Insulin secretagogues (sulfonylureas and glinides) increase insulin secretion by closing the ATP-sensitive K(+) channel (K(ATP) channel) in the pancreatic beta-cell membrane. K(ATP) channels subserve important functions also in the heart. First, K(ATP) channels in coronary myocytes contribute to the control of coronary blood flow at rest and in hypoxia. Second, K(ATP) channels in the sarcolemma of cardiomyocytes (sarcK(ATP) channels) are required for adaptation of the heart to stress. In addition, the opening of sarcK(ATP) channels and of K(ATP) channels in the inner membrane of mitochondria (mitoK(ATP) channels) plays a central role in ischemic preconditioning.

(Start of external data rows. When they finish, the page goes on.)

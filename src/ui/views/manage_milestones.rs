use crossterm::event::{KeyCode, KeyEvent};
use ratatui::prelude::*;
use ratatui::widgets::{Block, Borders, List, ListItem, ListState, Paragraph};
use tokio::sync::watch;

use crate::api::types::{Milestone, MilestoneDraft};
use crate::cache::{CacheSnapshot, MutationError};
use crate::query::Tasks;
use crate::resources::Resources;
use crate::ui::components::{Form, FormEvent};
use crate::ui::ensure_valid_selection;
use crate::ui::renderfns::{due_label, truncate};
use crate::ui::view::{ShortcutInfo, ShortcutProvider, View, ViewAction};

enum Outcome {
  Created(Result<Milestone, MutationError>),
  Deleted(String, Result<(), MutationError>),
}

/// Create and delete milestones
pub struct ManageMilestonesView {
  resources: Resources,
  revision: watch::Receiver<u64>,
  snapshot: CacheSnapshot<Milestone>,
  list_state: ListState,
  form: Form,
  tasks: Tasks<Outcome>,
  message: Option<String>,
}

impl ManageMilestonesView {
  pub fn new(resources: Resources) -> Self {
    let milestones = resources.milestones();
    let revision = milestones.subscribe();
    drop(milestones.run());
    let snapshot = milestones.get();

    Self {
      resources,
      revision,
      snapshot,
      list_state: ListState::default(),
      form: Form::new(),
      tasks: Tasks::new(),
      message: None,
    }
  }

  /// Milestones that can be managed; the synthetic "none" entry cannot
  fn editable(&self) -> Vec<&Milestone> {
    self
      .snapshot
      .data
      .iter()
      .filter(|m| !m.is_none_milestone())
      .collect()
  }

  fn submit(&mut self, values: Vec<String>) {
    let mut values = values.into_iter();
    let draft = MilestoneDraft {
      title: values.next().unwrap_or_default(),
      description: values.next().unwrap_or_default(),
      due_on: values.next().unwrap_or_default(),
    };

    self.form.set_busy(true);
    let resources = self.resources.clone();
    self
      .tasks
      .spawn(async move { Outcome::Created(resources.create_milestone(draft).await) });
  }

  fn delete_selected(&mut self) {
    let Some((number, title)) = self
      .list_state
      .selected()
      .and_then(|i| self.editable().get(i).map(|m| (m.number, m.title.clone())))
    else {
      return;
    };

    let pending = self.resources.delete_milestone(number);
    self.snapshot = self.resources.milestones().get();
    self
      .tasks
      .spawn(async move { Outcome::Deleted(title, pending.await) });
  }

  fn apply_outcome(&mut self, outcome: Outcome) {
    match outcome {
      Outcome::Created(Ok(milestone)) => {
        self.form.hide();
        self.message = Some(format!("Created milestone {}", milestone.title));
      }
      Outcome::Created(Err(e)) => self.form.set_error(e.to_string()),
      Outcome::Deleted(title, Ok(())) => {
        self.message = Some(format!("Deleted milestone {}", title));
      }
      Outcome::Deleted(title, Err(e)) => {
        self.message = Some(format!("Could not delete {}: {}", title, e));
      }
    }
  }
}

impl View for ManageMilestonesView {
  fn handle_key(&mut self, key: KeyEvent) -> ViewAction {
    let result = self.form.handle_key(key);
    if result.is_consumed() {
      if let Some(FormEvent::Submitted(values)) = result.event() {
        self.submit(values);
      }
      return ViewAction::None;
    }

    match key.code {
      KeyCode::Char('j') | KeyCode::Down => self.list_state.select_next(),
      KeyCode::Char('k') | KeyCode::Up => self.list_state.select_previous(),
      KeyCode::Char('n') => self.form.show(
        "New milestone",
        &[
          ("Title", "required", ""),
          ("Description", "optional", ""),
          ("Due date", "YYYY-MM-DD, optional", ""),
        ],
      ),
      KeyCode::Char('d') => self.delete_selected(),
      KeyCode::Char('r') => {
        drop(self.resources.milestones().reload());
      }
      KeyCode::Char('q') | KeyCode::Esc => return ViewAction::Pop,
      _ => {}
    }
    ViewAction::None
  }

  fn render(&mut self, frame: &mut Frame, area: Rect) {
    let len = self.editable().len();
    ensure_valid_selection(&mut self.list_state, len);

    let title = if self.snapshot.loading {
      " Manage milestones (loading...) ".to_string()
    } else if let Some(e) = &self.snapshot.error {
      format!(" Manage milestones (error: {}) ", e)
    } else {
      format!(" Manage milestones ({}) ", len)
    };

    let block = Block::default()
      .title(title)
      .title_alignment(Alignment::Center)
      .borders(Borders::ALL)
      .border_style(Style::default().fg(Color::Blue));

    if len == 0 {
      let content = if self.snapshot.loading {
        "Loading milestones..."
      } else {
        "No milestones. Press 'n' to create one."
      };
      let paragraph = Paragraph::new(content)
        .block(block)
        .style(Style::default().fg(Color::DarkGray));
      frame.render_widget(paragraph, area);
    } else {
      let items: Vec<ListItem> = self
        .editable()
        .into_iter()
        .map(|m| {
          ListItem::new(Line::from(vec![
            Span::styled(format!("#{:<5}", m.number), Style::default().fg(Color::Cyan)),
            Span::styled(
              format!("{:<32}", truncate(&m.title, 30)),
              Style::default().fg(Color::Yellow),
            ),
            Span::styled(
              format!("{:<26}", due_label(m.due_on)),
              Style::default().fg(Color::Magenta),
            ),
            Span::styled(
              truncate(m.description.as_deref().unwrap_or(""), 50),
              Style::default().fg(Color::DarkGray),
            ),
          ]))
        })
        .collect();

      let list = List::new(items)
        .block(block)
        .highlight_style(
          Style::default()
            .bg(Color::DarkGray)
            .add_modifier(Modifier::BOLD),
        )
        .highlight_symbol("> ");

      frame.render_stateful_widget(list, area, &mut self.list_state);
    }

    self.form.render_overlay(frame, area);
  }

  fn breadcrumb_label(&self) -> String {
    "Manage milestones".to_string()
  }

  fn tick(&mut self) {
    if self.revision.has_changed().unwrap_or(false) {
      self.revision.borrow_and_update();
      self.snapshot = self.resources.milestones().get();
    }
    for outcome in self.tasks.poll() {
      self.apply_outcome(outcome);
    }
  }

  fn is_capturing_input(&self) -> bool {
    self.form.is_active()
  }

  fn take_message(&mut self) -> Option<String> {
    self.message.take()
  }

  fn shortcuts(&self) -> Vec<ShortcutInfo> {
    if self.form.is_active() {
      return self.form.shortcuts();
    }
    vec![
      ShortcutInfo::new("n", "new").with_priority(10),
      ShortcutInfo::new("d", "delete").with_priority(20),
      ShortcutInfo::new("r", "reload").with_priority(30),
      ShortcutInfo::new("q", "back").with_priority(40),
    ]
  }
}

#[cfg(test)]
mod tests {
  use super::*;
  use crate::api::{ApiClient, Credentials};
  use crate::cache::{Collection, ValidationError};
  use crate::sort::SortSpec;
  use crossterm::event::KeyModifiers;

  fn key(code: KeyCode) -> KeyEvent {
    KeyEvent::new(code, KeyModifiers::NONE)
  }

  fn view() -> ManageMilestonesView {
    let client = ApiClient::new("http://127.0.0.1:9", Credentials::Anonymous).unwrap();
    ManageMilestonesView::new(Resources::new(client, SortSpec::default()))
  }

  fn milestone(number: u64, title: &str) -> Milestone {
    Milestone {
      number,
      title: title.to_string(),
      description: None,
      due_on: None,
    }
  }

  #[tokio::test]
  async fn test_none_milestone_is_not_editable() {
    let mut view = view();
    view.snapshot.data = Collection::from_remote(vec![milestone(0, "none"), milestone(3, "v1")]);

    let editable: Vec<u64> = view.editable().iter().map(|m| m.number).collect();
    assert_eq!(editable, vec![3]);
  }

  #[tokio::test]
  async fn test_create_failure_keeps_form_open() {
    let mut view = view();
    view.form.show("New milestone", &[("Title", "", "")]);

    view.apply_outcome(Outcome::Created(Err(MutationError::Validation(
      ValidationError::MissingField("Title"),
    ))));
    assert!(view.form.is_active());

    view.apply_outcome(Outcome::Created(Ok(milestone(4, "v2"))));
    assert!(!view.form.is_active());
    assert_eq!(view.take_message().as_deref(), Some("Created milestone v2"));
  }

  #[tokio::test]
  async fn test_escape_closes_form_before_view() {
    let mut view = view();
    view.handle_key(key(KeyCode::Char('n')));
    assert!(view.form.is_active());

    assert!(matches!(view.handle_key(key(KeyCode::Esc)), ViewAction::None));
    assert!(!view.form.is_active());
    assert!(matches!(view.handle_key(key(KeyCode::Esc)), ViewAction::Pop));
  }
}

Opening of sarcK(ATP) channels also underlies the ST-segment elevation of the electrocardiogram, the primary diagnostic tool for initiation of lysis therapy in acute myocardial infarction. Therefore, inhibition of cardiovascular K(ATP) channels by insulin secretagogues is considered to increase cardiovascular risk. Electrophysiological experiments have shown that the secretagogues differ in their selectivity for the pancreatic over the cardiovascular K(ATP) channels, being either highly selective (similar to1,000X; short sulfonylureas such as nateglinide and mitiglinide), moderately selective (10-20x; long sulfonylureas such as glibenclamide [glyburide]), or essentially nonselective (<2x; repaglinide). New binding studies presented here give broadly similar results. In clinical studies, these differences are not yet taken into account. The hypothesis that the in vitro selectivity of the insulin secretagogues is of importance for the cardiovascular outcome of diabetic patients with coronary artery disease needs to be tested.